PROBLEM TO WORK ON
Collect every line of the records below that contains the word "ReconciliationError".

(Dataset entries)
::::::
//! Cross-reference RFID scan events against product discrepancies.

use std::collections::{HashMap, HashSet};
use std::str::FromStr;

use chrono::{DateTime, Utc};
use serde::{Deserialize, Serialize};
use tracing::debug;

use shrinkwatch_core::ProductId;
use shrinkwatch_inventory::{Product, ScanEvent};

use crate::discrepancy::compute_discrepancy;
use crate::error::ReconciliationError;
use crate::model::{DiscrepancyResult, FailedProduct, TheftOccurrence, UnmatchedScan};

/// How many occurrences a product with several unsold scans produces.
#[derive(Debug, Clone, Copy, Default, PartialEq, Eq, Serialize, Deserialize)]
#[serde(rename_all = "snake_case")]
pub enum OccurrenceMode {
    /// One occurrence per qualifying unsold scan (dashboard behaviour).
    #[default]
    PerScan,
    /// At most one occurrence per under-stocked product, positioned at its
    /// first qualifying scan.
    PerProduct,
}

impl FromStr for OccurrenceMode {
    type Err = String;

    fn from_str(s: &str) -> Result<Self, Self::Err> {
        match s.trim().to_ascii_lowercase().as_str() {
            "per_scan" | "perscan" | "scan" => Ok(Self::PerScan),
            "per_product" | "perproduct" | "product" => Ok(Self::PerProduct),
            other => Err(format!("unknown occurrence mode: {other}")),
        }
    }
}

/// Result of reconciling a scan log against a product snapshot.
#[derive(Debug, Clone, PartialEq, Eq, Serialize, Deserialize)]
#[serde(rename_all = "camelCase")]
pub struct ReconciliationOutcome {
    pub has_theft: bool,
    /// In input scan order.
    pub occurrences: Vec<TheftOccurrence>,
    /// Unsold scans whose product is not in the snapshot (non-fatal).
    pub unmatched_scans: Vec<UnmatchedScan>,
    /// Matched products whose counters are invalid, once per product.
    pub failed_products: Vec<FailedProduct>,
}

impl ReconciliationOutcome {
    fn empty() -> Self {
        Self {
            has_theft: false,
            occurrences: Vec::new(),
            unmatched_scans: Vec::new(),
            failed_products: Vec::new(),
        }
    }
}

/// Reconcile using the current time and per-scan occurrences.
pub fn reconcile(products: &[Product], scans: &[ScanEvent]) -> ReconciliationOutcome {
    reconcile_at(products, scans, Utc::now(), OccurrenceMode::default())
}

/// Reconcile with an explicit detection time and occurrence mode.
///
/// Deterministic: identical inputs always yield an identical outcome.
pub fn reconcile_at(
    products: &[Product],
    scans: &[ScanEvent],
    detected_at: DateTime<Utc>,
    mode: OccurrenceMode,
) -> ReconciliationOutcome {
    // First product wins when ids repeat.
    let mut index: HashMap<&ProductId, &Product> = HashMap::with_capacity(products.len());
    for product in products {
        index.entry(&product.id).or_insert(product);
    }

    let mut computed: HashMap<&ProductId, Result<DiscrepancyResult, ReconciliationError>> = HashMap::new();
    let mut emitted: HashSet<&ProductId> = HashSet::new();
    let mut outcome = ReconciliationOutcome::empty();

    for (i, scan) in scans.iter().enumerate() {
        if !scan.is_unsold() {
            continue;
        }

        let Some(product) = index.get(&scan.product_id).copied() else {
            debug!(product = %scan.product_id, index = i, "unsold scan has no matching product");
            outcome.unmatched_scans.push(UnmatchedScan {
                index: i,
                product_id: scan.product_id.clone(),
                scanned_at: scan.scanned_at,
            });
            continue;
        };

        let result = computed.entry(&product.id).or_insert_with(|| {
            let r = compute_discrepancy(product);
            if let Err(err) = &r {
                outcome.failed_products.push(FailedProduct::new(product.id.clone(), err));
            }
            r
        });

        let Ok(result) = result else {
            continue;
        };

        if !result.is_shrinkage() {
            continue;
        }

        if mode == OccurrenceMode::PerProduct && !emitted.insert(&product.id) {
            continue;
        }

        outcome.occurrences.push(TheftOccurrence {
            product_id: product.id.clone(),
            product_name: product.name.clone(),
            quantity_missing: result.quantity_missing(),
            loss: result.loss,
            detected_at,
        });
    }

    outcome.has_theft = !outcome.occurrences.is_empty();
    outcome
}

#[cfg(test)]
mod tests {
    use super::*;
    use chrono::TimeZone;
    use rust_decimal_macros::dec;
    use shrinkwatch_inventory::ScanStatus;

    fn now() -> DateTime<Utc> {
        Utc.with_ymd_and_hms(2025, 3, 6, 9, 0, 0).unwrap()
    }

    fn scan(product_id: &str, status: ScanStatus, minute: u32) -> ScanEvent {
        ScanEvent::new(
            product_id,
            product_id,
            Utc.with_ymd_and_hms(2025, 3, 5, 12, minute, 0).unwrap(),
            status,
            "inv1",
        )
    }

    fn shrinking(id: &str) -> Product {
        Product::new(id, "inv1", format!("{id}-name"))
            .with_counts(100, 15, 80)
            .with_price(dec!(10))
    }

    fn balanced(id: &str) -> Product {
        Product::new(id, "inv1", id)
            .with_counts(200, 20, 180)
            .with_price(dec!(5))
    }

    #[test]
    fn unsold_scan_on_shrinking_product_is_theft() {
        let outcome = reconcile_at(
            &[shrinking("p1")],
            &[scan("p1", ScanStatus::Unsold, 0)],
            now(),
            OccurrenceMode::PerScan,
        );

        assert!(outcome.has_theft);
        assert_eq!(outcome.occurrences.len(), 1);
        let occ = &outcome.occurrences[0];
        assert_eq!(occ.quantity_missing, 5);
        assert_eq!(occ.loss, dec!(50));
        assert_eq!(occ.product_name, "p1-name");
        assert_eq!(occ.detected_at, now());
    }

    #[test]
    fn unmatched_scan_is_reported_not_raised() {
        let outcome = reconcile_at(
            &[shrinking("p1")],
            &[scan("p9", ScanStatus::Unsold, 0)],
            now(),
            OccurrenceMode::PerScan,
        );

        assert!(!outcome.has_theft);
        assert!(outcome.occurrences.is_empty());
        assert_eq!(outcome.unmatched_scans.len(), 1);
        assert_eq!(outcome.unmatched_scans[0].product_id.as_str(), "p9");
    }

    #[test]
    fn sold_scans_are_ignored() {
        let outcome = reconcile_at(
            &[shrinking("p1")],
            &[scan("p1", ScanStatus::Sold, 0), scan("p9", ScanStatus::Sold, 1)],
            now(),
            OccurrenceMode::PerScan,
        );

        assert!(!outcome.has_theft);
        assert!(outcome.unmatched_scans.is_empty());
    }

    #[test]
    fn balanced_product_never_yields_occurrence() {
        let outcome = reconcile_at(
            &[balanced("p2")],
            &[scan("p2", ScanStatus::Unsold, 0)],
            now(),
            OccurrenceMode::PerScan,
        );
        assert!(!outcome.has_theft);
    }

    #[test]
    fn per_scan_mode_repeats_occurrences_in_scan_order() {
        let products = vec![shrinking("p1"), shrinking("p2")];
        let scans = vec![
            scan("p2", ScanStatus::Unsold, 0),
            scan("p1", ScanStatus::Unsold, 1),
            scan("p2", ScanStatus::Unsold, 2),
        ];

        let outcome = reconcile_at(&products, &scans, now(), OccurrenceMode::PerScan);
        let ids: Vec<&str> = outcome.occurrences.iter().map(|o| o.product_id.as_str()).collect();
        assert_eq!(ids, vec!["p2", "p1", "p2"]);
    }

    #[test]
    fn per_product_mode_deduplicates() {
        let products = vec![shrinking("p1"), shrinking("p2")];
        let scans = vec![
            scan("p2", ScanStatus::Unsold, 0),
            scan("p1", ScanStatus::Unsold, 1),
            scan("p2", ScanStatus::Unsold, 2),
        ];

        let outcome = reconcile_at(&products, &scans, now(), OccurrenceMode::PerProduct);
        let ids: Vec<&str> = outcome.occurrences.iter().map(|o| o.product_id.as_str()).collect();
        assert_eq!(ids, vec!["p2", "p1"]);
    }

    #[test]
    fn invalid_product_is_recorded_once_and_siblings_still_reconcile() {
        let bad = Product::new("bad", "inv1", "bad").with_counts(100, 120, 0);
        let products = vec![bad, shrinking("p1")];
        let scans = vec![
            scan("bad", ScanStatus::Unsold, 0),
            scan("p1", ScanStatus::Unsold, 1),
            scan("bad", ScanStatus::Unsold, 2),
        ];

        let outcome = reconcile_at(&products, &scans, now(), OccurrenceMode::PerScan);
        assert_eq!(outcome.failed_products.len(), 1);
        assert_eq!(outcome.failed_products[0].product_id.as_str(), "bad");
        assert_eq!(outcome.occurrences.len(), 1);
    }

    #[test]
    fn first_product_wins_on_duplicate_ids() {
        let first = shrinking("p1");
        let second = balanced("p1");
        let outcome = reconcile_at(
            &[first, second],
            &[scan("p1", ScanStatus::Unsold, 0)],
            now(),
            OccurrenceMode::PerScan,
        );
        assert!(outcome.has_theft);
    }

    #[test]
    fn reconciliation_is_deterministic() {
        let products = vec![shrinking("p1"), balanced("p2")];
        let scans = vec![scan("p1", ScanStatus::Unsold, 0), scan("p2", ScanStatus::Unsold, 1)];

        let a = reconcile_at(&products, &scans, now(), OccurrenceMode::PerScan);
        let b = reconcile_at(&products, &scans, now(), OccurrenceMode::PerScan);
        assert_eq!(a, b);
    }

    #[test]
    fn occurrence_mode_parses_config_values() {
        assert_eq!("per_product".parse::<OccurrenceMode>().unwrap(), OccurrenceMode::PerProduct);
        assert_eq!(" PER_SCAN ".parse::<OccurrenceMode>().unwrap(), OccurrenceMode::PerScan);
        assert!("sometimes".parse::<OccurrenceMode>().is_err());
    }
}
::::::
SOLUTION FOR THIS PROBLEM
use crate::error::ReconciliationError;
    let mut computed: HashMap<&ProductId, Result<DiscrepancyResult, ReconciliationError>> = HashMap::new();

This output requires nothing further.